In my experience, the discussions around “social media metrics” are an opportunity for people who don’t want to try social media to provide a seemingly legitimate reason to avoid wading into social media waters. They can play this card because, frankly, there aren’t a lot of solid metrics for social media right now. It’s the perfect way to act like you’re interested but provide a defensible excuse to abstain.

I believe in social media marketing.

I believe it works very well when used correctly.

I believe it’s been worth trying without solid metrics, but it’s also time to start pushing harder for metrics as well.

I believe social media metrics are necessary and important for some businesses to really begin taking it seriously, and for those already using it to validate why they jumped in.

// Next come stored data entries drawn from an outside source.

// SPDX-License-Identifier: BUSL-1.1
// Copyright (c) 2026 Alfred Jean LLC

//! The module resolver (§4.5): DEPS parsing, cycle detection, and
//! deterministic topological sort.

use indexmap::{IndexMap, IndexSet};
use rcp_core::ModuleRef;
use thiserror::Error;

#[derive(Debug, Error)]
pub enum ResolveError {
    #[error("module `{0}` declares a DEPS entry on `{1}`, which is not declared anywhere")]
    UnknownModule(ModuleRef, ModuleRef),
    #[error("cyclic DEPS detected, involving: {}", cycle_display(.0))]
    Cycle(Vec<ModuleRef>),
}

fn cycle_display(cycle: &[ModuleRef]) -> String {
    cycle.iter().map(|m| m.qualified()).collect::<Vec<_>>().join(" -> ")
}

/// One `DEPS` entry, either a bare reference or a renamed-alias form
/// (`{alias: "repo/name"}`, §4.5 step 1).
#[derive(Debug, Clone)]
pub struct DepsEntry {
    pub alias: String,
    pub module: ModuleRef,
}

/// A view over every module reachable from the entry recipe: its `DEPS`
/// entries, keyed by [`ModuleRef`] (§4.5 inputs: "a `RecipeDeps` view").
pub trait ModuleSource {
    /// The module's declared DEPS, in declaration order.
    fn deps(&self, module: &ModuleRef) -> Option<Vec<DepsEntry>>;
}

/// A simple in-memory [`ModuleSource`] built from a flat map, useful for
/// tests and for small manifests loaded entirely into memory.
#[derive(Debug, Clone, Default)]
pub struct StaticModuleSource {
    deps: IndexMap<ModuleRef, Vec<DepsEntry>>,
}

impl StaticModuleSource {
    pub fn new() -> Self {
        Self::default()
    }

    /// Declare a module's dependencies, parsing each raw entry string
    /// against `module`'s own repo (unqualified names resolve there).
    pub fn declare(&mut self, module: ModuleRef, raw_deps: impl IntoIterator<Item = (String, String)>) {
        let entries = raw_deps
            .into_iter()
            .map(|(alias, raw)| DepsEntry {
                module: ModuleRef::parse(&raw, &module.repo),
                alias,
            })
            .collect();
        self.deps.insert(module, entries);
    }
}

impl ModuleSource for StaticModuleSource {
    fn deps(&self, module: &ModuleRef) -> Option<Vec<DepsEntry>> {
        self.deps.get(module).cloned()
    }
}

/// One module's dependency entries after resolution, with its local alias
/// map intact for the dependency-injection `deps_view` (§4.5 step 4).
#[derive(Debug, Clone)]
pub struct ResolvedModule {
    pub module: ModuleRef,
    pub deps: Vec<DepsEntry>,
}

/// Expand DEPS transitively from `entry_deps` and produce a deterministic
/// construction order (§4.5 steps 1-3).
///
/// Ties are broken by `(repo, name)` lexicographic order, matching
/// [`ModuleRef`]'s derived `Ord`.
pub fn resolve(source: &dyn ModuleSource, entry_deps: &[DepsEntry]) -> Result<Vec<ResolvedModule>, ResolveError> {
    let mut reachable: IndexSet<ModuleRef> = IndexSet::new();
    let mut frontier: Vec<ModuleRef> = entry_deps.iter().map(|e| e.module.clone()).collect();
    let mut owners: IndexMap<ModuleRef, ModuleRef> = IndexMap::new();

    while let Some(module) = frontier.pop() {
        if !reachable.insert(module.clone()) {
            continue;
        }
        if let Some(deps) = source.deps(&module) {
            for dep in &deps {
                owners.entry(dep.module.clone()).or_insert_with(|| module.clone());
                frontier.push(dep.module.clone());
            }
        }
    }

    for module in &reachable {
        if source.deps(module).is_none() {
            let owner = owners.get(module).cloned().unwrap_or_else(|| module.clone());
            return Err(ResolveError::UnknownModule(owner, module.clone()));
        }
    }

    let order = topo_sort(&reachable, source)?;
    Ok(order
        .into_iter()
        .map(|module| {
            let deps = source.deps(&module).unwrap_or_default();
            ResolvedModule { module, deps }
        })
        .collect())
}

#[derive(Clone, Copy, PartialEq, Eq)]
enum Mark {
    Temporary,
    Permanent,
}

fn topo_sort(reachable: &IndexSet<ModuleRef>, source: &dyn ModuleSource) -> Result<Vec<ModuleRef>, ResolveError> {
    let mut sorted: Vec<ModuleRef> = reachable.iter().cloned().collect();
    sorted.sort();

    let mut marks: IndexMap<ModuleRef, Mark> = IndexMap::new();
    let mut order = Vec::with_capacity(sorted.len());
    let mut stack = Vec::new();

    for root in &sorted {
        visit(root, source, &mut marks, &mut order, &mut stack)?;
    }

    Ok(order)
}

fn visit(
    module: &ModuleRef,
    source: &dyn ModuleSource,
    marks: &mut IndexMap<ModuleRef, Mark>,
    order: &mut Vec<ModuleRef>,
    stack: &mut Vec<ModuleRef>,
) -> Result<(), ResolveError> {
    match marks.get(module) {
        Some(Mark::Permanent) => return Ok(()),
        Some(Mark::Temporary) => {
            let start = stack.iter().position(|m| m == module).unwrap_or(0);
            let mut cycle = stack[start..].to_vec();
            cycle.push(module.clone());
            return Err(ResolveError::Cycle(cycle));
        }
        None => {}
    }

    marks.insert(module.clone(), Mark::Temporary);
    stack.push(module.clone());

    let mut deps: Vec<ModuleRef> = source
        .deps(module)
        .unwrap_or_default()
        .into_iter()
        .map(|e| e.module)
        .collect();
    deps.sort();
    for dep in deps {
        visit(&dep, source, marks, order, stack)?;
    }

    stack.pop();
    marks.insert(module.clone(), Mark::Permanent);
    order.push(module.clone());
    Ok(())
}

#[cfg(test)]
#[path = "graph_tests.rs"]
mod tests;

I hope to begin unraveling the notion that social media is without metrics beginning now.

The LACE Method for Social Media Metrics
I recently launched the LACE method you see below with a client and I’m beginning to implement it with other clients as well. I’m already finding it to be helpful in setting expectations and goals from the outset of a social media initiative. Here are the four parts of the LACE method for measuring social media:

L – Leads: One of my clients has an active sales staff that is now beginning to use Twitter and Facebook. Their own internal lead tracking software is going to reveal over the next several months which leads came through social media. If you don’t have leads tracking software yourself, your blog or website analytics will provide a lot of the data you’re looking for. For instance, did other blogs, Twitter, accounts, websites, etc. refer people to you? If so, that’s in your web analytics. Those were leads for you. Whether or not you did anything with them is up to the quality of your website or blog. You can also ask customers how they heard about you and even provide surveys after a purchase or initial contact. All of this provides lead data that can be traced back to social media.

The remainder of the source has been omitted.